# [WHAT YOU SHOULD DO]
What is needed here is every line of the records that includes "QueuedAnnounce".

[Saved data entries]
================

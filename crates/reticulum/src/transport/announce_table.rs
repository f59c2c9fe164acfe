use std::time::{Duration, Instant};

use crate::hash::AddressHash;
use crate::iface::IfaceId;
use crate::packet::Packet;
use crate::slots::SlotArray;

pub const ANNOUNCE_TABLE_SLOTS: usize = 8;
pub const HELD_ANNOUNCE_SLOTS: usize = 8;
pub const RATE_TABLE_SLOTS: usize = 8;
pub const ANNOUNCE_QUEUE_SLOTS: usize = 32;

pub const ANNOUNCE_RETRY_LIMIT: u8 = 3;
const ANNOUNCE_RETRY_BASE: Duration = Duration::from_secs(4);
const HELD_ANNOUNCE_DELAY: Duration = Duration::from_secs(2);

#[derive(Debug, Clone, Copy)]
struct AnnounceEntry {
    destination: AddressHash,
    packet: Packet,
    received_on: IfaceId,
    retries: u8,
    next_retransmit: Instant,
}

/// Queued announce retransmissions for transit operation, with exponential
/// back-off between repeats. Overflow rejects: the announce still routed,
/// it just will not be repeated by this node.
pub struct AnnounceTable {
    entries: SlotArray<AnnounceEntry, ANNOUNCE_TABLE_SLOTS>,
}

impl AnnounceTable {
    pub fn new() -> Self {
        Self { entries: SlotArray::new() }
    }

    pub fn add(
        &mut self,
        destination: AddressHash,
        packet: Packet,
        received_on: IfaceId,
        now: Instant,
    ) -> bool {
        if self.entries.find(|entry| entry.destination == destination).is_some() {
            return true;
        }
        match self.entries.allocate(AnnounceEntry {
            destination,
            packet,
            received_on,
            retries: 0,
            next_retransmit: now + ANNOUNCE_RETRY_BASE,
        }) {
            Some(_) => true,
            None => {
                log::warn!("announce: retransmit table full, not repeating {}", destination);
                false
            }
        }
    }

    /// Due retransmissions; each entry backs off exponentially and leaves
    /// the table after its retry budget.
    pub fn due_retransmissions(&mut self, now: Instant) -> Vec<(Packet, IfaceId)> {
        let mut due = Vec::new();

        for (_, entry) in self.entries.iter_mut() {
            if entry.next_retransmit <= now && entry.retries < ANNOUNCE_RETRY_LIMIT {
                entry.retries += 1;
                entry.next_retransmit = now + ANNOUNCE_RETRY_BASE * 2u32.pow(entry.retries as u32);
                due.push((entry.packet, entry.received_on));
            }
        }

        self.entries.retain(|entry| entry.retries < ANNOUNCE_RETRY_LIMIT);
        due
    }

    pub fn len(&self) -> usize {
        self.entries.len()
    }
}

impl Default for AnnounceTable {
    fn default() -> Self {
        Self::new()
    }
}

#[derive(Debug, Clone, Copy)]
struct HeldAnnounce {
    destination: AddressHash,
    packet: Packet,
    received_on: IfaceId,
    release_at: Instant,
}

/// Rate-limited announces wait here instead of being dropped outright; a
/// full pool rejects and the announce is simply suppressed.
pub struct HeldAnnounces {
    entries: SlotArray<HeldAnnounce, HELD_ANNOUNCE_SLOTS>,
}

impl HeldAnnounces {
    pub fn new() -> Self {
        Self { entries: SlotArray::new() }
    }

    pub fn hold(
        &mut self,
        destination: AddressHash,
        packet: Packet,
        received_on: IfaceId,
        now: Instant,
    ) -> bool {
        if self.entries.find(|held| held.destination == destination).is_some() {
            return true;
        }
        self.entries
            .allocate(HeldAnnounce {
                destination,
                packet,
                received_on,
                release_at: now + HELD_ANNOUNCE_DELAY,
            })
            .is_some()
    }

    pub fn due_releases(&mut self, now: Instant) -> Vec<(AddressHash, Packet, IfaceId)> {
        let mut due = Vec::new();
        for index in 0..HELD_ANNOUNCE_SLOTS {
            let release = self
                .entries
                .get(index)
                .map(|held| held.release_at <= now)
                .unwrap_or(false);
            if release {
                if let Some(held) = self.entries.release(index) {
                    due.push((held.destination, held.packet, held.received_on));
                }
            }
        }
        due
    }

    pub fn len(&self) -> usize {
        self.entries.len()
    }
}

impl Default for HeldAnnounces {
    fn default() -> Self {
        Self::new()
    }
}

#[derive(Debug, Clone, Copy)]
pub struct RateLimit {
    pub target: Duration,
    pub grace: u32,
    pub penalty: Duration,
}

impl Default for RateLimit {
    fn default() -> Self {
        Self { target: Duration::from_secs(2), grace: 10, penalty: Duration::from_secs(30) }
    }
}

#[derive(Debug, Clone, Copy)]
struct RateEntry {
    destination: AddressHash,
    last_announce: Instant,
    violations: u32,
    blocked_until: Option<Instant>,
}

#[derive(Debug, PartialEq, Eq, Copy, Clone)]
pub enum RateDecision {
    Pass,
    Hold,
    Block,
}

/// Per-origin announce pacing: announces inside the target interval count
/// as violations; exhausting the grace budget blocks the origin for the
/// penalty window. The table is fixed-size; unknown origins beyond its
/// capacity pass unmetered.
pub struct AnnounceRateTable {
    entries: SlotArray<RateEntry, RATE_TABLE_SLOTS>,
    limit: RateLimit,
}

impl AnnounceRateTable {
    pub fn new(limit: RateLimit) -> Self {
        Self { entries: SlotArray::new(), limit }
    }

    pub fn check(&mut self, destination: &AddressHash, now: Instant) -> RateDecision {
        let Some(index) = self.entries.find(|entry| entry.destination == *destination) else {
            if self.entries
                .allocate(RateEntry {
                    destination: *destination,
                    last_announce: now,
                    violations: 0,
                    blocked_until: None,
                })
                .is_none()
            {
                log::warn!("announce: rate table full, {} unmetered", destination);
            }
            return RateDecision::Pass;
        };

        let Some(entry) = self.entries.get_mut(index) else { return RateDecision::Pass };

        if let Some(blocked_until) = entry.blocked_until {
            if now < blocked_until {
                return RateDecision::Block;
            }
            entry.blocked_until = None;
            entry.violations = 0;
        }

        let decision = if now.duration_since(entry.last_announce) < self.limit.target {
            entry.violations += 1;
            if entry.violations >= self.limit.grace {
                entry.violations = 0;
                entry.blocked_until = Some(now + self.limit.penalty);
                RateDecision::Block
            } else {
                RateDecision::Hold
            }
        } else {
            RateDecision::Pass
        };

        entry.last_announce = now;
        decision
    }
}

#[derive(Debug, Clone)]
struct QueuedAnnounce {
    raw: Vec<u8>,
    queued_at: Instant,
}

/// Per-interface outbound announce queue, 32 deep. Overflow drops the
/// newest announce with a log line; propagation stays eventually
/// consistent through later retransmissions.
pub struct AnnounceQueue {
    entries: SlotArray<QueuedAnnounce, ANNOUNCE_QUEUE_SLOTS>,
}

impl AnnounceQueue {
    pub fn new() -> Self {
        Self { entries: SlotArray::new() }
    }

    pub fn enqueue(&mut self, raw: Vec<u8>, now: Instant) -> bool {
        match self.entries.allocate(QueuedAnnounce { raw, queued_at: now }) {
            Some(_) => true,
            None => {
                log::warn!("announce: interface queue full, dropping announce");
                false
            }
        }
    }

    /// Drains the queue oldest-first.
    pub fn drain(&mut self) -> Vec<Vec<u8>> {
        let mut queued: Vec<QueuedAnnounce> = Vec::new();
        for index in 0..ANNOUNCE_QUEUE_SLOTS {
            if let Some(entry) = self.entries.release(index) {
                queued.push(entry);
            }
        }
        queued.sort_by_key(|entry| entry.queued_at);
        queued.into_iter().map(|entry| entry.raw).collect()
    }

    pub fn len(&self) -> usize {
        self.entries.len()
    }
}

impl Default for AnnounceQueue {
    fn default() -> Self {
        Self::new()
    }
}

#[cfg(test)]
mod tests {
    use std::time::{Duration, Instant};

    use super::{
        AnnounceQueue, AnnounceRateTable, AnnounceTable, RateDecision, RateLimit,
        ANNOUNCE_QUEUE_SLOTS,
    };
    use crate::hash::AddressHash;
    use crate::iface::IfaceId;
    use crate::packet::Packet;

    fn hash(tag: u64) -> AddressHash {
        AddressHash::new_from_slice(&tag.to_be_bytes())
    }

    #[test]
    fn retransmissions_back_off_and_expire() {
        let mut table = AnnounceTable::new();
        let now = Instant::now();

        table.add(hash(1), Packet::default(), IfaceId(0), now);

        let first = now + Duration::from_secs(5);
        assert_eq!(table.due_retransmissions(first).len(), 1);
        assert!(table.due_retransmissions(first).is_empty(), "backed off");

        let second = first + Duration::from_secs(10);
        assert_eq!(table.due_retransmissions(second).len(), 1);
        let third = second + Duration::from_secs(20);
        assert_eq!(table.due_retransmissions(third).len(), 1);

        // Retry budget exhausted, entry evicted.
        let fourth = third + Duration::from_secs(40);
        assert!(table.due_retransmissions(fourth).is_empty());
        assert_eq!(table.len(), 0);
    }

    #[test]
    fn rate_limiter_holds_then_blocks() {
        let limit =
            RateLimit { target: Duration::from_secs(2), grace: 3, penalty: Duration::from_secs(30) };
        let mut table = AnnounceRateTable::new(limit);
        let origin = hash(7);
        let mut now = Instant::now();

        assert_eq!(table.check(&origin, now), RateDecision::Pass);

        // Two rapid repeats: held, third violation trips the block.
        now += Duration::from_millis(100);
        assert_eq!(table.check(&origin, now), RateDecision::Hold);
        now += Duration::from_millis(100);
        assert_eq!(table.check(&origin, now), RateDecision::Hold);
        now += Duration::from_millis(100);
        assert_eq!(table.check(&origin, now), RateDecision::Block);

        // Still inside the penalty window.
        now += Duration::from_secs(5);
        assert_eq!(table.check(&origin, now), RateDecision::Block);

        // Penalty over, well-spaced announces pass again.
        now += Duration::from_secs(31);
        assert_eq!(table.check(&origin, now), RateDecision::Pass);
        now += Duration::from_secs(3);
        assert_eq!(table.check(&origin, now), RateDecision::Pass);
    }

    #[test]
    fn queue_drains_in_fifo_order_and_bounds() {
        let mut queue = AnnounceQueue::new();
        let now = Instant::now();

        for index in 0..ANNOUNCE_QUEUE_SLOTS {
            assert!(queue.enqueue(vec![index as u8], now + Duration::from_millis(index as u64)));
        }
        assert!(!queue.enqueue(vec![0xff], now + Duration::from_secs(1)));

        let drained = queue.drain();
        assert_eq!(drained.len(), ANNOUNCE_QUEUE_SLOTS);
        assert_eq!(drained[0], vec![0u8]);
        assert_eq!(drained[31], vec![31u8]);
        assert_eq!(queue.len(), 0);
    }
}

================

# [RESULT OF THE EXERCISE]
struct QueuedAnnounce {
    entries: SlotArray<QueuedAnnounce, ANNOUNCE_QUEUE_SLOTS>,
        match self.entries.allocate(QueuedAnnounce { raw, queued_at: now }) {
        let mut queued: Vec<QueuedAnnounce> = Vec::new();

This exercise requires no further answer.